Machine Learning Issues
Practical Issues In ML
Sample size
Evaluation
Overfitting
Linearity
Bad Data
Feature Selection
Sample Size
Induction with only a few samples is a fool's errand
How much is enough? There's a whole theory for this, which is outside the scope of this course
Worse, some of the samples need to be held out for evaluation. Tradeoff: more training samples = better accuracy (probably) but poorer validation
Evaluation
Imagine training with all instances and then evaluating performance against all instances
Brute force learner would be perfect
Need to measure generalization across as-yet-unknown instances
Typical method: hold out an evaluation set
ugh, less data for training
What if we are unlucky in our choice of evaluation set? Maybe training and evaluation set are not comparable anymore?
Cross-Validation
Idea: Partition the data S into n equal subsets
For each subset S[i] train on S - S[i] and evaluate on S[i]
Do statistics on these n runs to get some kind of min/max/average accuracy
Limiting case: "Leave-one-out" Cross-Validation; let n = |S|
Cross-Validation is n× as expensive
Measures Of Accuracy
For our binary case
p c name 0 0 true negative 1 1 true positive 0 1 false negative 1 0 false positive
Once we have counted each of these, we can form various sums and ratios depending on what we want to do
Accuracy: (tn+tp)/|S|
Precision: tp/(tp+fp)
Recall: tp/(tp+fn)
https://towardsdatascience.com/precision-vs-recall-386cf9f89488
Overfitting
Never enough data
Learner "masters" the training set, building a model that predicts it quite accurately
This mastery includes all the peculiarities of the data set; outliers, over-represented features, etc
This degree of accuracy may reduce generalization, making the predictor worse on new instances
Controlling Overfitting
Decrease amount of data in training set (force model to generalize)? Probably not
Have some principled measure of fit (Naive Bayes, Decision Trees)
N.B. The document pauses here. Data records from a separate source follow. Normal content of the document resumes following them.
use std::ops::Range;

pub const ID_RANGE: Range<usize> = 0..2;
pub const FLAGS_RANGE: Range<usize> = 2..4;
pub const QD_COUNT_RANGE: Range<usize> = 4..6;
pub const AN_COUNT_RANGE: Range<usize> = 6..8;
pub const NS_COUNT_RANGE: Range<usize> = 8..10;
pub const AR_COUNT_RANGE: Range<usize> = 10..12;
pub const HEADER_LEN: usize = 12;

pub const QR_MASK: u16 = 0x8000;
pub const OPCODE_MASK: u16 = 0x7800;
pub const OPCODE_SHIFT: u32 = 11;
pub const AA_MASK: u16 = 0x0400;
pub const TC_MASK: u16 = 0x0200;
pub const RD_MASK: u16 = 0x0100;
pub const RA_MASK: u16 = 0x0080;
pub const Z_MASK: u16 = 0x0040;
pub const AD_MASK: u16 = 0x0020;
pub const CD_MASK: u16 = 0x0010;
pub const RCODE_MASK: u16 = 0x000f;

pub const OPCODE_BITS: u32 = 4;
pub const RCODE_BITS: u32 = 4;
pub const COUNT_BITS: u32 = 16;

pub const LABEL_TYPE_MASK: u8 = 0xc0;
pub const POINTER_TAG: u8 = 0xc0;
pub const POINTER_OFFSET_MASK: u16 = 0x3fff;
pub const POINTER_LEN: usize = 2;
pub const MAX_LABEL_LEN: usize = 63;
pub const MAX_NAME_LEN: usize = 255;
pub const MAX_POINTER_HOPS: usize = 128;
pub const CHARACTER_STRING_LEN_BITS: u32 = 8;
pub const RD_LENGTH_BITS: u32 = 16;

/// Type, class (2 bytes each) after a question name.
pub const QUESTION_FIXED_LEN: usize = 4;
/// Type, class, TTL, RDLENGTH after a record name.
pub const RECORD_FIXED_LEN: usize = 10;
pub const RECORD_TYPE_OFFSET: usize = 0;
pub const RECORD_CLASS_OFFSET: usize = 2;
pub const RECORD_TTL_OFFSET: usize = 4;
pub const RECORD_RD_LENGTH_OFFSET: usize = 8;

pub const SOA_FIXED_LEN: usize = 20;
pub const MX_PREFERENCE_LEN: usize = 2;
Use a validation set. Hold out more of the data and train on the training set until the performance on the validation set starts to get worse
This is what is done for Perceptron
Linearity
Think of the feature vector as residing in an n-dimensional space
A "linear" learner can find an n-1 dimensional plane in that space that best separates positive and negative training instances
A "nonlinear" learner can find more complicated boundaries
Linear: Naive Bayes, Perceptron
Nonlinear: Decision Trees, k-Nearest Neighbor
Bad Data
Real-world training instances will have:
- Wrong classification
- Mis-measured features
- Missing features
Algorithms need to be able to cope with this
Feature Selection
Rare for a real-world inductive ML problem to come with instances that have a vector of Boolean features
Choosing the right features makes a huge difference
Summarize the information useful for classification
Leave out features that can confuse the learner or kill performance
Consider a "random feature" that is computed for each instance by flipping a coin
This feature will be accidentally correlated with classification on small datasets, so learner will try to use it
It won't generalize well at all
Feature Types
Boolean features allow all algorithms, but may lose information
Set-valued features are only OK with some algorithms, require more data to exploit (hypothesis-space size)
Scalar features only work with a few algorithms, but provide a lot of information (sometimes)
Can always Booleanize a feature
Characteristic vector for set values
Scalar above/below mean, median
Scalar by gain splitpoint
Not always a good idea